Learning that your child has received a diagnosis of autism spectrum disorder can spark an array of emotions in a family. We understand you may have feelings of disbelief, worry, confusion, and most of all, an endless list of questions. While your child’s doctors have likely supplied you with several resources to read through, we know you’re wondering where you should even begin. Our team of professionals understands the overwhelming amount of information you have been given may be difficult to process at this time. We are dedicated to providing you with guidance and knowledge. We are here to help your family navigate through this time and steer you in the right direction. We’ve compiled a helpful guide so you may begin the process of finding the support and services your child and family need.
Where Should I Begin?
Contacting your health care insurance provider is one call you will likely make first. They can help supply you with a list of therapists and services in your area. However, you will also want to do a little digging for recommendations and experiences other families have had. So, while there will be many items on your to-do list, beginning your research on programs that utilize evidence-based practices should start now.
Starting with Early Intervention
Early intervention has proven to be extremely effective for children with autism. Keep in mind; you will undoubtedly find a variety of interventions out there for children with autism spectrum disorder, or ASD. But not all interventions for ASD are scientifically proven to work. Be sure to choose treatments with safe and effective methods and strategies that have been proven through scientific research.
According to the National Professional Development Center on Autism Spectrum Disorder, twenty-seven evidence-based practices were classified in 2014. These practices include:
Cognitive Behavioral Intervention
Discrete Trial Teaching
Functional Behavior Assessment
Functional Communication Training
Pivotal Response Training
Social Skills Training
Structured Play Groups
Over the years, additional practices have continued to emerge. As some of these are proven to be evidence-based, we will see them classified here as well.
No matter what age the diagnosis is received, or how far along one is in treatment, evidence-based practices will always be beneficial throughout your child’s life. Each method offers proven ways to help your child learn and form long-term behaviors and life skills. Evidence-based practices focus on the areas and skills that are deemed to be relevant to each individual’s life and needs. One such method that is often sought first and proven to be beneficial throughout your child’s life is Applied Behavioral Analysis or ABA. ABA therapy can be a vital component to your child’s wellbeing and success across all areas of his life.
What Is ABA Therapy?
ABA Therapy studies human behaviors and focuses on replacing harmful or unwanted behavior with a desirable one. Skills and appropriate behaviors your child needs to learn are broken down into small, easily understood instructions. These new behaviors or skills are taught through modeling, encouragement, and positive reinforcement. Using these practices help to ensure long-term results. Through ABA therapy, you, your child, and his team of therapists work together to create and implement goals to help your child thrive in his natural environments. Finding the ABA Therapy program that fits your child’s and family’s needs is critical to his success and wellbeing.

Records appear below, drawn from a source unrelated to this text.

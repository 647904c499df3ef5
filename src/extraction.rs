//! Client profile extraction from a legacy record's JSON documents.
//!
//! Each legacy user carries three independent JSON documents:
//!
//! 1. Public data: company profile, top-level country and the company address
//! 2. Private data: phone number and a fallback address
//! 3. Protected data: a fallback phone number
//!
//! Sources are merged first-writer-wins. A malformed document never aborts the
//! extraction, it only drops that document's contribution.

use crate::models::ExtractedProfile;
use serde_json::{Map, Value};

/// Outcome of parsing one raw source column.
#[derive(Debug, Clone, PartialEq)]
pub enum SourceDocument {
    /// Empty column or the literal text `null`.
    Absent,
    Parsed(Map<String, Value>),
    /// Not valid JSON, or JSON that is not an object.
    Malformed(String),
}

impl SourceDocument {
    pub fn parse(raw: &str) -> Self {
        if raw.is_empty() || raw == "null" {
            return SourceDocument::Absent;
        }

        match serde_json::from_str::<Value>(raw) {
            Ok(Value::Object(map)) => SourceDocument::Parsed(map),
            Ok(other) => {
                SourceDocument::Malformed(format!("expected a JSON object, found {}", kind(&other)))
            }
            Err(e) => SourceDocument::Malformed(e.to_string()),
        }
    }

    fn status(&self) -> SourceStatus {
        match self {
            SourceDocument::Absent => SourceStatus::Absent,
            SourceDocument::Parsed(_) => SourceStatus::Parsed,
            SourceDocument::Malformed(reason) => SourceStatus::Malformed(reason.clone()),
        }
    }
}

/// How a source fared during extraction, reported back to the caller.
#[derive(Debug, Clone, PartialEq, Eq)]
pub enum SourceStatus {
    Absent,
    Parsed,
    Malformed(String),
}

/// Result of an extraction together with the health of each source.
#[derive(Debug, Clone, PartialEq)]
pub struct ExtractionReport {
    pub profile: Option<ExtractedProfile>,
    pub public: SourceStatus,
    pub private: SourceStatus,
    pub protected: SourceStatus,
}

impl ExtractionReport {
    pub fn malformed_sources(&self) -> Vec<(&'static str, &str)> {
        [
            ("PublicData", &self.public),
            ("PrivateData", &self.private),
            ("ProtectedData", &self.protected),
        ]
        .into_iter()
        .filter_map(|(name, status)| match status {
            SourceStatus::Malformed(reason) => Some((name, reason.as_str())),
            _ => None,
        })
        .collect()
    }
}

/// Extracts a client profile, or `None` when no company name is available.
pub fn extract_client_profile(
    public_data: &str,
    private_data: &str,
    protected_data: &str,
) -> Option<ExtractedProfile> {
    extract_with_report(public_data, private_data, protected_data).profile
}

/// Extracts a client profile and reports how each source parsed.
pub fn extract_with_report(
    public_data: &str,
    private_data: &str,
    protected_data: &str,
) -> ExtractionReport {
    let public = SourceDocument::parse(public_data);
    let private = SourceDocument::parse(private_data);
    let protected = SourceDocument::parse(protected_data);

    let mut draft = ProfileDraft::default();

    match &public {
        SourceDocument::Parsed(doc) => draft.apply_public(doc),
        SourceDocument::Malformed(reason) => {
            tracing::warn!("⚠️ Error parsing PublicData: {}", reason)
        }
        SourceDocument::Absent => {}
    }

    match &private {
        SourceDocument::Parsed(doc) => draft.apply_private(doc),
        SourceDocument::Malformed(reason) => {
            tracing::warn!("⚠️ Error parsing PrivateData: {}", reason)
        }
        SourceDocument::Absent => {}
    }

    match &protected {
        SourceDocument::Parsed(doc) => draft.apply_protected(doc),
        SourceDocument::Malformed(reason) => {
            tracing::warn!("⚠️ Error parsing ProtectedData: {}", reason)
        }
        SourceDocument::Absent => {}
    }

    ExtractionReport {
        profile: draft.into_profile(),
        public: public.status(),
        private: private.status(),
        protected: protected.status(),
    }
}

/// Accumulates fields while the sources are merged.
#[derive(Debug, Default)]
struct ProfileDraft {
    company_name: Option<String>,
    website: Option<String>,
    duns_number: Option<String>,
    industry: Option<String>,
    organisation_type: Option<String>,
    country: Option<String>,
    postal_code: Option<String>,
    address1: Option<String>,
    address2: Option<String>,
    address3: Option<String>,
    phone: Option<String>,
}

impl ProfileDraft {
    fn apply_public(&mut self, doc: &Map<String, Value>) {
        match doc.get("companyProfile") {
            Some(Value::Object(company)) => {
                self.company_name = text_field(company, "companyName");
                self.website = text_field(company, "website");
                self.duns_number = text_field(company, "dunsNumber");
                self.industry = text_field(company, "industry");
                self.organisation_type = text_field(company, "organizationType");
            }
            Some(other) => {
                tracing::debug!("PublicData.companyProfile is {}, ignoring", kind(other))
            }
            None => {}
        }

        if doc.contains_key("country") {
            self.country = text_field(doc, "country");
        }

        // "address" shadows "companyAddress" whenever the key exists
        let address = doc.get("address").or_else(|| doc.get("companyAddress"));
        if let Some(address) = address.and_then(AddressParts::from_value) {
            self.country = address.country.clone();
            self.postal_code = address.zip_code.clone();
            if let Some(line) = address.address1() {
                self.address1 = Some(line);
            }
            if let Some(line) = address.address2() {
                self.address2 = Some(line);
            }
            if let Some(line) = address.address3() {
                self.address3 = Some(line);
            }
        }
    }

    fn apply_private(&mut self, doc: &Map<String, Value>) {
        if let Some(phone) = text_field(doc, "phoneNumber") {
            self.phone = Some(phone);
        }

        if self.country.is_some() {
            return;
        }

        if let Some(address) = doc.get("address").and_then(AddressParts::from_value) {
            set_if_absent(&mut self.country, address.country.clone());
            set_if_absent(&mut self.postal_code, address.zip_code.clone());
            set_if_absent(&mut self.address1, address.address1());
            set_if_absent(&mut self.address2, address.address2());
            set_if_absent(&mut self.address3, address.address3());
        }
    }

    fn apply_protected(&mut self, doc: &Map<String, Value>) {
        set_if_absent(&mut self.phone, text_field(doc, "phoneNumber"));
    }

    fn into_profile(self) -> Option<ExtractedProfile> {
        let company_name = self.company_name.filter(|name| !name.is_empty())?;

        Some(ExtractedProfile {
            company_name,
            website: self.website,
            duns_number: self.duns_number,
            industry: self.industry,
            organisation_type: self.organisation_type,
            country: self.country,
            postal_code: self.postal_code,
            address1: self.address1,
            address2: self.address2,
            address3: self.address3,
            phone: self.phone,
        })
    }
}

/// Components of a legacy address object.
#[derive(Debug, Clone, Default, PartialEq, Eq)]
pub struct AddressParts {
    pub street_name: Option<String>,
    pub suburb: Option<String>,
    pub city: Option<String>,
    pub state: Option<String>,
    pub zip_code: Option<String>,
    pub country: Option<String>,
}

impl AddressParts {
    /// Reads an address from a JSON value. Only non-empty objects qualify.
    pub fn from_value(value: &Value) -> Option<Self> {
        let obj = value.as_object().filter(|obj| !obj.is_empty())?;

        Some(Self {
            street_name: text_field(obj, "streetName"),
            suburb: text_field(obj, "suburb"),
            city: text_field(obj, "city"),
            state: text_field(obj, "state"),
            zip_code: text_field(obj, "zipCode"),
            country: text_field(obj, "country"),
        })
    }

    /// Street name, suffixed with the suburb when there is one.
    pub fn address1(&self) -> Option<String> {
        let street = non_empty(&self.street_name)?;
        Some(join_parts(&[Some(street), non_empty(&self.suburb)]))
    }

    /// City and state, whichever are present.
    pub fn address2(&self) -> Option<String> {
        let parts = [non_empty(&self.city), non_empty(&self.state)];
        if parts.iter().all(Option::is_none) {
            return None;
        }
        Some(join_parts(&parts))
    }

    pub fn address3(&self) -> Option<String> {
        non_empty(&self.city).map(str::to_string)
    }
}

/// Fills `slot` only if nothing has been written to it yet.
pub fn set_if_absent(slot: &mut Option<String>, value: Option<String>) {
    if slot.is_none() {
        *slot = value;
    }
}

/// Reads a scalar as text. Strings are taken verbatim, numbers and booleans use
/// their JSON rendering, anything else counts as not supplied.
fn text_field(obj: &Map<String, Value>, key: &str) -> Option<String> {
    match obj.get(key)? {
        Value::String(s) => Some(s.clone()),
        Value::Number(n) => Some(n.to_string()),
        Value::Bool(b) => Some(b.to_string()),
        Value::Null | Value::Array(_) | Value::Object(_) => None,
    }
}

fn non_empty(value: &Option<String>) -> Option<&str> {
    value.as_deref().filter(|v| !v.is_empty())
}

fn join_parts(parts: &[Option<&str>]) -> String {
    parts.iter().flatten().copied().collect::<Vec<_>>().join(", ")
}

fn kind(value: &Value) -> &'static str {
    match value {
        Value::Null => "null",
        Value::Bool(_) => "a boolean",
        Value::Number(_) => "a number",
        Value::String(_) => "a string",
        Value::Array(_) => "an array",
        Value::Object(_) => "an object",
    }
}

How Do I Find ABA Therapy for My Child?
Your child’s doctors may have provided a list of recommendations, but there are additional avenues you can explore as well.
· Find a support group, either online or in-person. There are many groups for families with children who have been diagnosed with a disability, or ASD specifically. Support groups are filled with parents who were in your shoes at one time. They can relate to your feelings and know your needs. They are an excellent source for recommendations for ABA Therapy centers, as well as additional therapies, activities, and resources you will need.
· Public schools are resourceful and can assist you with information on whether your child is school-age or not. School readiness is a vital area of concentration in ABA Therapy, as well as additional therapies. The public school in your area will be able to assist with additional information, including how to help your child transition to public school, the IEP process, and Behavioral Intervention Plans.
At Blossom Behavioral Wellness Center, we provide an all-encompassing approach to providing services for your child and family. By offering ABA therapy services, plus many of the vital therapies your child may need, we can ensure all therapists and team members work together towards your child’s goals. Rather than expect your family to attend therapy sessions at various offices, we provide you with the convenience of all his therapists under one, familiar roof. Together, our team has the advantage of working together to help your child succeed in all areas.
Finding Support Throughout the Community
Reaching out to your local activities centers and churches is another avenue to explore when you are beginning to look for autism services and resources. You will find there are many activities and opportunities for your child and family. Several programs offer camps for children with special needs, catering to their skills, interests, and needs. Camps offer a fantastic way to teach and practice social skills with their peers and teachers. It also provides the perfect opportunity to follow through with ABA Therapy practices your child has been working on. Here are a few helpful tips to assist you in finding the camp program that would fit your child’s needs. Or check with your local YMCA for recommended activities and classes.
Finding Resources for Extracurricular Activities
Extracurricular activities at any age offer an excellent way for your child to:
· Form friendships
· Build their confidence
· Learn to work as a team
· Develop interests
· Discover strengths and skills
· Practice language skills
Many extracurricular activities for children with disabilities create an environment where a physical or learning disability, or even a language delay, does not hinder the ability to participate. Try looking into structured clubs, such as Boys and Girls Scouts, to find various opportunities for your child to try. Additional resources include:
· Multiple sports: Special Olympics
The Financial Side of Meeting Your Health Care Needs
Medical expenses can add up quickly. You may or may not have adequate coverage or insurance at all. We know this is often an enormous area of stress for many families. We hope the resources below help you get started on the right path to meeting financial needs. You may find yourself needing assistance for:
· Early intervention services
· ABA therapy
· Speech-Language therapy
· Occupational therapy
· Behavioral therapy
· Family counseling
· Medical supplies and equipment
· Transportation needs
There are opportunities for assistance for all your needs. After you’ve spoken with your health insurance provider, you may find that the resources below can be beneficial to your family’s needs. Among them are Family Grant Opportunities. Here you will find a compiled list of more than twenty family grants meant to assist with your various needs, including:
- FODAC offers free or very low-cost medical equipment, various modifications your child needs in your home, transportation, and more.
· Autism Escapes is an Angel Network that is designed to provide the use of a private jet for families who require medical attention
- Danny’s Wish iPads for autism is a lottery held each year for an iPad for your child. iPads have proven to be an incredible way for your child to learn, imitate, and communicate.
Respite Care for Your Child with Special Needs
If your family is in need of respite care, the organizations below and here to assist you:
· ARCH National Respite Network and Resource Center are designed to help you find private respite care for your child’s needs. They can also provide a list of helpful resources in your area.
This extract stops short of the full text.